Obergefreiter Franz Stahl and the others in his rifle platoon were trotting behind two panzers across a narrow pasture, between rows of trees. He preferred open areas because then the tanks led. In woods or thickets, the infantry led the tanks. It was safer at the rear, far, far safer.
A mine detonated under the lead tank, throwing the panzer’s tread. Stahl remembers it as being an insignificant explosion rather than a hint of what was to come, a muffled puff that sent a few treads off their rail. Abruptly propelled by only one tread, the tank spun left. Then the treadless wheels dug into the soft pasture. The panzer stalled. The second tank almost rammed into the disabled panzer. The vehicle turned left just as an AT barrage opened up.

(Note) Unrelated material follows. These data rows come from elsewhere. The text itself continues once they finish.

//! Cube and rank stages wired to a source, sinks and a renderer
//!
//! The cube stage is all-or-nothing. The rank stage runs every policy
//! independently: one policy failing never stops the others, and a chart
//! failing never undoes the table written before it.

use std::path::{Path, PathBuf};
use std::time::Instant;

use rayon::prelude::*;

use crate::config::PipelineConfig;
use crate::data::{self, Cube, DataError, DataFrame, RankPolicy};
use crate::error::{PipelineError, PipelineResult};
use crate::render::{self, ChartRenderer, PngRenderer, HEATMAP_CHART};
use crate::sink::{self, ArtifactSink, FileSink};
use crate::source::{self, FactSource};

/// Outcome of one ranking policy
#[derive(Debug)]
pub struct PolicyOutcome {
    pub policy: String,
    /// Where the ranked table was written
    pub artifact: PipelineResult<PathBuf>,
    /// `None` when charts are off or the policy has no default chart
    pub chart: Option<PipelineResult<PathBuf>>,
}

impl PolicyOutcome {
    #[must_use]
    pub fn is_success(&self) -> bool {
        self.artifact.is_ok()
    }
}

/// Per-policy outcomes in policy-table order
#[derive(Debug, Default)]
pub struct RankReport {
    pub outcomes: Vec<PolicyOutcome>,
    /// Heatmap of the whole cube, when charts are on
    pub heatmap: Option<PipelineResult<PathBuf>>,
}

impl RankReport {
    /// Policies whose table could not be produced
    pub fn failures(&self) -> impl Iterator<Item = (&str, &PipelineError)> {
        self.outcomes.iter().filter_map(|o| match &o.artifact {
            Ok(_) => None,
            Err(e) => Some((o.policy.as_str(), e)),
        })
    }

    /// Every policy wrote its table; chart failures do not count
    #[must_use]
    pub fn is_success(&self) -> bool {
        self.outcomes.iter().all(PolicyOutcome::is_success)
    }

    #[must_use]
    pub fn artifacts(&self) -> Vec<&Path> {
        self.outcomes
            .iter()
            .filter_map(|o| o.artifact.as_ref().ok().map(PathBuf::as_path))
            .collect()
    }
}

#[derive(Debug)]
pub struct RunReport {
    pub cube_path: PathBuf,
    pub cube_rows: usize,
    pub rank: RankReport,
}

impl RunReport {
    #[must_use]
    pub fn is_success(&self) -> bool {
        self.rank.is_success()
    }
}

/// The configured batch
pub struct Pipeline {
    config: PipelineConfig,
    renderer: Box<dyn ChartRenderer>,
}

impl Pipeline {
    #[must_use]
    pub fn new(config: PipelineConfig) -> Self {
        Self {
            config,
            renderer: Box::new(PngRenderer::default()),
        }
    }

    #[must_use]
    pub fn with_renderer(mut self, renderer: impl ChartRenderer + 'static) -> Self {
        self.renderer = Box::new(renderer);
        self
    }

    #[must_use]
    pub fn config(&self) -> &PipelineConfig {
        &self.config
    }

    fn cube_sink(&self) -> FileSink {
        FileSink::new(&self.config.paths.olap_output, self.config.output.format)
    }

    fn results_sink(&self) -> FileSink {
        FileSink::new(&self.config.paths.results, self.config.output.format)
    }

    /// Artifact name of the cube: the configured file name without extension
    fn cube_name(&self) -> String {
        Path::new(&self.config.cube.file)
            .file_stem()
            .map_or_else(|| self.config.cube.file.clone(), |s| s.to_string_lossy().into_owned())
    }

    /// Where the cube stage writes, and the rank stage reads by default
    #[must_use]
    pub fn cube_path(&self) -> PathBuf {
        self.cube_sink().path_for(&self.cube_name())
    }

    /// Load facts, derive the calendar and aggregate, without writing
    ///
    /// # Errors
    /// `Source` if the facts cannot be loaded, `Configuration` for a missing
    /// dimension or metric column, `Aggregation` for a numeric metric over
    /// non-numeric data
    pub fn build_cube(&self, facts: &dyn FactSource) -> PipelineResult<Cube> {
        let columns = &self.config.source;
        let facts = source::load_checked(facts, &columns.required_columns())?;

        let facts = data::derive_calendar(&facts, &columns.timestamp_column).map_err(|e| match e {
            DataError::Timestamp { .. } => PipelineError::load_failed("calendar", e),
            other => PipelineError::from_data("calendar", other),
        })?;
        tracing::debug!(columns = ?facts.columns(), "calendar dimensions derived");

        let cube = self
            .config
            .cube_builder()
            .build(&facts)
            .map_err(|e| PipelineError::from_data("cube", e))?;
        tracing::info!(
            rows = cube.row_count(),
            dimensions = ?cube.dimensions(),
            "OLAP cube created"
        );
        Ok(cube)
    }

    /// Build the cube from the configured source and write it
    ///
    /// # Errors
    /// Any `build_cube` error, or `Sink` if the cube cannot be written
    pub fn cube_stage(&self) -> PipelineResult<(Cube, PathBuf)> {
        let started = Instant::now();
        let facts = source::from_config(&self.config)?;
        let cube = self.build_cube(facts.as_ref())?;
        let path = self.cube_sink().write(&self.cube_name(), cube.frame())?;
        tracing::info!(elapsed_ms = started.elapsed().as_millis(), "cube stage done");
        Ok((cube, path))
    }

    /// Read a cube artifact back for ranking
    ///
    /// # Errors
    /// Returns `Source` if the file is missing or unreadable
    pub fn load_cube(&self, path: Option<&Path>) -> PipelineResult<DataFrame> {
        let path = path.map_or_else(|| self.cube_path(), Path::to_path_buf);
        let origin = || path.display().to_string();
        if !path.is_file() {
            return Err(PipelineError::load_failed(origin(), "cube artifact does not exist"));
        }
        let cube = sink::read_artifact(&path).map_err(|e| PipelineError::load_failed(origin(), e))?;
        tracing::info!(rows = cube.num_rows(), path = %path.display(), "cube loaded");
        Ok(cube)
    }

    /// Run `policies` over `cube` in parallel
    ///
    /// Tables are written as each policy finishes; outcomes are reported in
    /// the order of `policies`.
    pub fn rank_stage(&self, cube: &DataFrame, policies: &[RankPolicy]) -> RankReport {
        let results = self.results_sink();
        let outcomes: Vec<PolicyOutcome> = policies
            .par_iter()
            .map(|policy| self.run_policy(cube, policy, &results))
            .collect();

        for outcome in &outcomes {
            match &outcome.artifact {
                Ok(path) => {
                    tracing::info!(policy = %outcome.policy, path = %path.display(), "ranking saved");
                }
                Err(e) => tracing::error!(policy = %outcome.policy, error = %e, "ranking failed"),
            }
        }

        let heatmap = self.config.output.charts.then(|| {
            let path = results.dir().join(format!("{HEATMAP_CHART}.png"));
            self.draw(cube, &render::heatmap_chart(), path)
        });

        RankReport { outcomes, heatmap }
    }

    fn run_policy(&self, cube: &DataFrame, policy: &RankPolicy, sink: &FileSink) -> PolicyOutcome {
        let stage = format!("rank:{}", policy.name());
        let (table, artifact) = match data::extract(cube, policy) {
            Ok(table) => {
                tracing::debug!(policy = policy.name(), rows = table.num_rows(), "policy ranked");
                let artifact = sink.write(policy.name(), &table);
                (Some(table), artifact)
            }
            Err(e) => (None, Err(PipelineError::from_data(stage, e))),
        };

        let chart = match (&table, &artifact) {
            (Some(table), Ok(_)) if self.config.output.charts => {
                render::policy_chart(policy.name()).map(|spec| {
                    let path = sink.dir().join(format!("{}.png", policy.name()));
                    self.draw(table, &spec, path)
                })
            }
            _ => None,
        };

        PolicyOutcome {
            policy: policy.name().to_string(),
            artifact,
            chart,
        }
    }

    fn draw(&self, table: &DataFrame, spec: &render::ChartSpec, path: PathBuf) -> PipelineResult<PathBuf> {
        match self.renderer.render(table, spec, &path) {
            Ok(()) => Ok(path),
            Err(e) => {
                tracing::warn!(chart = %spec.title, error = %e, "chart skipped");
                Err(e)
            }
        }
    }

    /// Cube stage, then every configured policy over the fresh cube
    ///
    /// # Errors
    /// Returns the cube stage error; rank failures are in the report
    pub fn run(&self) -> PipelineResult<RunReport> {
        let policies = self.config.policies()?;
        let (cube, cube_path) = self.cube_stage()?;
        let rank = self.rank_stage(cube.frame(), &policies);
        Ok(RunReport {
            cube_path,
            cube_rows: cube.row_count(),
            rank,
        })
    }
}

Fifty yards behind the panzers, Corporal Stahl heard the metal clang and smothered roar of an AT hit on the second tank. The fire came from a 37mm gun hidden in the woods. The weapon was being directly layed, fired over open sights, because barrages did not work against armor. The second tank’s cupola flew open, and Stahl saw a hand try for a grip, then a torch of flame blew out, and the hand disappeared within it. The crew was cooked alive.
A machine gun sounded from the woods, ringing the first tank like a bell. Small arms fire scattered clods of dirt in front of Stahl, who dove to the ground. He heard a scream to his left. It sounded like his sergeant.
The lead panzer’s cupola opened and out came the commander. He was instantly hit, and he slid off the turret into the camouflage foliage strapped to the aft deck. His black uniform was designed to disguise grease and oil stains common among armored crews, but it also masked blood. Even so, Stahl saw the red blotch spread along the commander’s thigh.
Undoubtedly knowing the AT gun would soon find their disabled tank, the gunner, loader, and driver came next, one at a time, each to be cut down before they could find cover. The tank commander remained alive, and perhaps the driver. The commander began crawling away from his vehicle, but was waved back by Stahl’s lieutenant, who yelled, “Minen, minen!”